**WHAT NEEDS TO BE DONE:**
Please output the section of the listing below that opens with the line containing "(all channels linear)" and closes with the line containing "but well-formed opcode", exactly and with nothing else.

**SUPPLIED ENTRIES:**

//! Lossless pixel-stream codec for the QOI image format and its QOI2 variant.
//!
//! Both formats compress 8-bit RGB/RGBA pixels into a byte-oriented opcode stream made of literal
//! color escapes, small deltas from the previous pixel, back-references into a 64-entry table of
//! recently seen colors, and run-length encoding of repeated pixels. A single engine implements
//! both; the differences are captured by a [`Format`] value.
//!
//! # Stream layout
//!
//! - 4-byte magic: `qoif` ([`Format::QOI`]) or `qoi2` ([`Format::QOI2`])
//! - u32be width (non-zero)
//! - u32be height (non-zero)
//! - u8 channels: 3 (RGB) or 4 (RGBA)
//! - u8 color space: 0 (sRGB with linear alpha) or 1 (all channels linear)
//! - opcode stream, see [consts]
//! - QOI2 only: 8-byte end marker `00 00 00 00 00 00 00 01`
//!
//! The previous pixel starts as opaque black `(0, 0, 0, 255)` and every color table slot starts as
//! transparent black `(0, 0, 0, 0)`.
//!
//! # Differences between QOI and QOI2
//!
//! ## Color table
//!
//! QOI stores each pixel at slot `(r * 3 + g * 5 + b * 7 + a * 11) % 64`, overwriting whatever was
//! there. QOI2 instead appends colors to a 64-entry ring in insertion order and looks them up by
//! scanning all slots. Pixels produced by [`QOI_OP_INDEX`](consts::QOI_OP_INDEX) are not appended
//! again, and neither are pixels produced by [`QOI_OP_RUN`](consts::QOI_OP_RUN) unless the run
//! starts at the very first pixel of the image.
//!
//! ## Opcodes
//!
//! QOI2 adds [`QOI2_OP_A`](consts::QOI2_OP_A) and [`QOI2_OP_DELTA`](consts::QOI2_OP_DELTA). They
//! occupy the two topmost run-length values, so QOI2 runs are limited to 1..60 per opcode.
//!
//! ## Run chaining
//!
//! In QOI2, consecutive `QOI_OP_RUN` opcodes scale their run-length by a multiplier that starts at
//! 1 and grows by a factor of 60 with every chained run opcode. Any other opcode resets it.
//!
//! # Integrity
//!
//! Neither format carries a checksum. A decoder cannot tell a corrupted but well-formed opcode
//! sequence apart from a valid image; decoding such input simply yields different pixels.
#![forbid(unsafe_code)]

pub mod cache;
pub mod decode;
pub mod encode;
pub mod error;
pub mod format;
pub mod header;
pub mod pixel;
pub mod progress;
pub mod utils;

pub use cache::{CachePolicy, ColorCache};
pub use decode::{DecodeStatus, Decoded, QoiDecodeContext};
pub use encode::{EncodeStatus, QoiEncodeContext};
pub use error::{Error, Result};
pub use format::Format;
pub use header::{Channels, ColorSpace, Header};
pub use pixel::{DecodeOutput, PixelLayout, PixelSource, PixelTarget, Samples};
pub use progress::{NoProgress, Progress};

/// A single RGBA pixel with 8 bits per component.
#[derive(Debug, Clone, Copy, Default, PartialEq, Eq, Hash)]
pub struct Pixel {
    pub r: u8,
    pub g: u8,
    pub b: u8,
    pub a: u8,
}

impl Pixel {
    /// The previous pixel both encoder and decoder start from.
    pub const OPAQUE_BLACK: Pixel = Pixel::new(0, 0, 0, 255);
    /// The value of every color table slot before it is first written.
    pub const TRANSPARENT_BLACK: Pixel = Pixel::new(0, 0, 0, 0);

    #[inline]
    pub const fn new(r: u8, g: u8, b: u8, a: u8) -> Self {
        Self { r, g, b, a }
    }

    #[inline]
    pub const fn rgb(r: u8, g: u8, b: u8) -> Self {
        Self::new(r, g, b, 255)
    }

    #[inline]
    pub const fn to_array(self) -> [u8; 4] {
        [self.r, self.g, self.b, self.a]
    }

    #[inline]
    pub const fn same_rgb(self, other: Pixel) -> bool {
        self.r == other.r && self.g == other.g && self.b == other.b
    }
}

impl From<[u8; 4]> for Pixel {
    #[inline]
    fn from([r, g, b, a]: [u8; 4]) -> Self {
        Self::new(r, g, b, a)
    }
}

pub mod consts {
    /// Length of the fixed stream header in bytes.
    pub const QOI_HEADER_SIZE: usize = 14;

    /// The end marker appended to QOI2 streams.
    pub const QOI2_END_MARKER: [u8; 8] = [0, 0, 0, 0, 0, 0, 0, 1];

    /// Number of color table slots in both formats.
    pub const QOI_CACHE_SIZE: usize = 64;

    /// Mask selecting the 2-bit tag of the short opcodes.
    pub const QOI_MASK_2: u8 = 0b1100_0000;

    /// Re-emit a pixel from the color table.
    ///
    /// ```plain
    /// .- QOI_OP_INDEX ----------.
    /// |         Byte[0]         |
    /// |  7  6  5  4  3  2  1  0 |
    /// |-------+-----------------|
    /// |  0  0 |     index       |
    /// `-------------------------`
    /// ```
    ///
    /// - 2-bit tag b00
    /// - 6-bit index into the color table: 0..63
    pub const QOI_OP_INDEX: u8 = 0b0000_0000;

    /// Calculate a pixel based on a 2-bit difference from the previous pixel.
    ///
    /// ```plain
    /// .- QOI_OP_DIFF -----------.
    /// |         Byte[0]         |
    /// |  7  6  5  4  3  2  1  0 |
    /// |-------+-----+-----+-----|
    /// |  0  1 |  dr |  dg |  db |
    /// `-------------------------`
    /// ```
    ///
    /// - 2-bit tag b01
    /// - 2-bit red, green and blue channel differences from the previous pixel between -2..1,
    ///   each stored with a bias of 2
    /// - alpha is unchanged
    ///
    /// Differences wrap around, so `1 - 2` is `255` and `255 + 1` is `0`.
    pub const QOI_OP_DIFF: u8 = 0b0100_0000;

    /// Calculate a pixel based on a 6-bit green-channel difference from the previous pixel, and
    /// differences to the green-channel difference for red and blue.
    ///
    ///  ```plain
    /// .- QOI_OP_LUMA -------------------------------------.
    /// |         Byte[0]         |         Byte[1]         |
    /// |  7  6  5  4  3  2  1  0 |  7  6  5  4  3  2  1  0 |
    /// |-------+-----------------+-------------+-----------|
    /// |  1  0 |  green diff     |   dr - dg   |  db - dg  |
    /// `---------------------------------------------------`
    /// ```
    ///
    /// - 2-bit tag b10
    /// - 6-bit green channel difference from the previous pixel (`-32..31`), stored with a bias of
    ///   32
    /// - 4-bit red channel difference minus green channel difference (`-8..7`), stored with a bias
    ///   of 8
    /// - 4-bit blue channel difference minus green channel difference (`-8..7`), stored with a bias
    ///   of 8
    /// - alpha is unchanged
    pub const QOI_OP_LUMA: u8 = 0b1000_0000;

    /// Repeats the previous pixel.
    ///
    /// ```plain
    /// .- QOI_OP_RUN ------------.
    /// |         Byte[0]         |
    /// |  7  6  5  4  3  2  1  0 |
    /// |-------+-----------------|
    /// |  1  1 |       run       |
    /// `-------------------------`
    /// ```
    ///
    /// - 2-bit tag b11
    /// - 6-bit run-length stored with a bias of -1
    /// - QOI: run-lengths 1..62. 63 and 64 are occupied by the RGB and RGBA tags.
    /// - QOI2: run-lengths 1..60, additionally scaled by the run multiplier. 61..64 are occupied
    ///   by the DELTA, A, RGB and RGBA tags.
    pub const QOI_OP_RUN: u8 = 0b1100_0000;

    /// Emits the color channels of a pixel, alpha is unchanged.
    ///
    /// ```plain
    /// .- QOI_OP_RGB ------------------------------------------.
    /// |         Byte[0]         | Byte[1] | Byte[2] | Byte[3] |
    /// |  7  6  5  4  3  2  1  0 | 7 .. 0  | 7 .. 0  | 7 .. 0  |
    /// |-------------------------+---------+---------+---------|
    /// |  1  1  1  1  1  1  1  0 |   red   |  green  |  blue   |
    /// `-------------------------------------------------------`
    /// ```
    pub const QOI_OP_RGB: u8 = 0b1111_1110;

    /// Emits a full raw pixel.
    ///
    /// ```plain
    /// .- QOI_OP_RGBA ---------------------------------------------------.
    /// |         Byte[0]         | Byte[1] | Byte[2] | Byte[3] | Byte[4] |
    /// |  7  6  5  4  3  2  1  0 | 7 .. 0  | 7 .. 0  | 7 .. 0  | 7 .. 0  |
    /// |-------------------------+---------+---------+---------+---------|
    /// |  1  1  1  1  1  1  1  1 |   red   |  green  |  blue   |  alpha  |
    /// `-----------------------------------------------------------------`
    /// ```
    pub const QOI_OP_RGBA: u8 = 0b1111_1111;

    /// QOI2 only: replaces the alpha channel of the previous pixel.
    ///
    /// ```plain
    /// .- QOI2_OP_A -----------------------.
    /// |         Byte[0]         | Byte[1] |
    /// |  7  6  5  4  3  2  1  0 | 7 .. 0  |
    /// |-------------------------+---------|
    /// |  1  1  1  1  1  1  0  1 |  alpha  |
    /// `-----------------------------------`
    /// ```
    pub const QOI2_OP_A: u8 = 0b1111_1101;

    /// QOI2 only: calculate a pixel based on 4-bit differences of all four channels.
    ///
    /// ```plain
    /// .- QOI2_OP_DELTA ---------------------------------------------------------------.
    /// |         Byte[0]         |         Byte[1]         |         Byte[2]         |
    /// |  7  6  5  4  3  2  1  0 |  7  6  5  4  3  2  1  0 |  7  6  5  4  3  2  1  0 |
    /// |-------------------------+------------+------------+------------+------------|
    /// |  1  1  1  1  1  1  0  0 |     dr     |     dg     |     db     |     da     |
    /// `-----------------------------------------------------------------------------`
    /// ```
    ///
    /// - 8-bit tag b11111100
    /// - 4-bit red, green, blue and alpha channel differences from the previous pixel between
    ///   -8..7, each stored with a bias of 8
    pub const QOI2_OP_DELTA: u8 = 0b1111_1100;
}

**TASK SOLUTION:**
//! - u8 color space: 0 (sRGB with linear alpha) or 1 (all channels linear)
//! - opcode stream, see [consts]
//! - QOI2 only: 8-byte end marker `00 00 00 00 00 00 00 01`
//!
//! The previous pixel starts as opaque black `(0, 0, 0, 255)` and every color table slot starts as
//! transparent black `(0, 0, 0, 0)`.
//!
//! # Differences between QOI and QOI2
//!
//! ## Color table
//!
//! QOI stores each pixel at slot `(r * 3 + g * 5 + b * 7 + a * 11) % 64`, overwriting whatever was
//! there. QOI2 instead appends colors to a 64-entry ring in insertion order and looks them up by
//! scanning all slots. Pixels produced by [`QOI_OP_INDEX`](consts::QOI_OP_INDEX) are not appended
//! again, and neither are pixels produced by [`QOI_OP_RUN`](consts::QOI_OP_RUN) unless the run
//! starts at the very first pixel of the image.
//!
//! ## Opcodes
//!
//! QOI2 adds [`QOI2_OP_A`](consts::QOI2_OP_A) and [`QOI2_OP_DELTA`](consts::QOI2_OP_DELTA). They
//! occupy the two topmost run-length values, so QOI2 runs are limited to 1..60 per opcode.
//!
//! ## Run chaining
//!
//! In QOI2, consecutive `QOI_OP_RUN` opcodes scale their run-length by a multiplier that starts at
//! 1 and grows by a factor of 60 with every chained run opcode. Any other opcode resets it.
//!
//! # Integrity
//!
//! Neither format carries a checksum. A decoder cannot tell a corrupted but well-formed opcode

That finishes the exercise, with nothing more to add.